While I maintain that dividends should still be one of the primarily focuses of investors looking for stable returns in today's market, there are a few problems that could arise. If you own a brokerage account in the U.S., you are being paid your dividends in U.S. dollars.
If the U.S. dollar appreciates, American businesses with large overseas operations will have significantly reduced profits. For instance, let's take McDonald's (MCD). According to the company, consolidated operating income in Europe increased 8% in Q1 2012 relative to 2011 when using constant currency, but strength in the U.S. dollar -- and weakness in the euro and pound, among other foreign currencies -- brought the figure down to 4%.
With the recent Federal Open Market Committee announcements on June 20, 2012, we have confirmed that the Federal Reserve is not going to create a third quantitative easing program anytime soon. We did get an extension of Operation Twist, although the impact of this program with regard to the U.S. dollar in the foreign exchange market is almost negligible given that the "Twist" was expected. This has led many investors to believe that the appreciation of the U.S. dollar will continue, verifying signs of deflation that are implied in U.S. Treasury bill yields.
Below are five dividend stocks that may be susceptible to any significant increases in U.S. dollar strength. Theoretically, if earnings were impacted enough, these companies would have to slow down or halt their dividend hikes.
Group A: American Multinationals
This group contains U.S. companies that derive disproportionate amounts of revenue from countries outside the U.S.. The earnings weakness would arise when their foreign profits have to be converted into U.S. dollars -- if the dollar is too strong, the number will be smaller than expected.
1. McDonald's (MCD)
As mentioned earlier, the fast-food behemoth McDonald's could have problems. About a third of the company's revenues come from the United States, with roughly 40% coming from its largest market -- Europe. Asia is its fastest growing region, and China is the focus. This makes McDonald's particularly vulnerable to the value of the Renminbi as more time passes. The stock yields 3.1% on a payout ratio of approximately 48%.
2. Intel (INTC)
Semiconductor giant Intel has had outstanding earnings growth over the last few years, but there is no denying its vulnerability to foreign markets (and hence currencies). Based on its latest 10-K filing, the firm only earns 21% of its revenue from the Americas. Over half of its revenue is from Asia. Intel shares also yield 3.1% on a low payout ratio of ~33%.
3. Dupont (DD)
Being one of the world's largest chemical companies, DuPont does have heavy exposure to foreign markets.
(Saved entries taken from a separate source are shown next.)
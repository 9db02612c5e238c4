//! Voting services.

#![allow(missing_docs)]

pub mod locks;
pub mod roster;
pub mod tally;
pub mod vote_lifecycle;
pub mod vote_query;

use std::sync::Arc;

use boardvote_db::repositories::{
    VoteActionRepository, VoteCastRepository, VoteConfigurationRepository,
    VoteEligibilityRepository, VoteRepository, VoteResultRepository,
};
use sea_orm::DatabaseConnection;

pub use locks::VoteLocks;
pub use roster::{
    HttpRosterProvider, NoRosterProvider, RosterEntry, RosterProvider, SnapshotEntry,
    StaticRosterProvider,
};
pub use tally::{Tally, TallyInput, effective_ballots, quorum_required, tally};
pub use vote_lifecycle::{
    Actor, CastOutcome, ClientInfo, CloseOutcome, CloseTrigger, ConfigureVoteInput,
    ConfiguredVote, CreateVoteInput, OpenedVote, OptionInput, ReconcileOutcome,
    VoteLifecycleService,
};
pub use vote_query::{
    BallotView, MyBallot, OverdueVote, ResultRow, ResultsSummary, VoteDetail, VoteQueryService,
    VoteResults, deadline,
};

/// The repositories both voting services work over.
#[derive(Clone)]
pub struct VoteRepositories {
    pub votes: VoteRepository,
    pub configurations: VoteConfigurationRepository,
    pub eligibility: VoteEligibilityRepository,
    pub casts: VoteCastRepository,
    pub actions: VoteActionRepository,
    pub results: VoteResultRepository,
}

impl VoteRepositories {
    /// Build every repository over one shared connection.
    #[must_use]
    pub fn new(db: Arc<DatabaseConnection>) -> Self {
        Self {
            votes: VoteRepository::new(Arc::clone(&db)),
            configurations: VoteConfigurationRepository::new(Arc::clone(&db)),
            eligibility: VoteEligibilityRepository::new(Arc::clone(&db)),
            casts: VoteCastRepository::new(Arc::clone(&db)),
            actions: VoteActionRepository::new(Arc::clone(&db)),
            results: VoteResultRepository::new(db),
        }
    }
}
Percentage-wise it's not nearly as vulnerable as Intel (DuPont earns about 43% of its revenue from North America), but the fact that the majority of its business is international raises a few concerns. The stock yields about 3.4% on a ~45% payout ratio.
Group B: Energy Giants
These two companies are doubly exposed to U.S. dollar strength because they benefit from higher oil and gas prices. A strong dollar not only cuts into foreign earnings, but it also causes the market to keep a tight lid on crude oil and natural gas prices. This would eventually cut into these companies' margins since most of their money comes from oil production.
1. Exxon Mobil (XOM)
Only 13% of Exxon's upstream profits are derived from the United States. Since these upstream (oil-producing) operations bring the bulk of the company's income, it can get slammed by U.S. dollar strength. The bright side is that the 2.7% yield on shares is relatively safe, since the payout ratio is only 22% or so.
2. Chevron (CVX)
According to its latest quarterly report, 25% of Chevron's upstream income is made within the United States. This makes the company a bit less exposed than Exxon. In addition, the dividend yield is a bit higher (3.5%) and the payout ratio is almost identical. Based on the context provided in this article, Chevron is an better pick of the two energy names.
Disclosure: I have no positions in any stocks mentioned, and no plans to initiate any positions within the next 72 hours.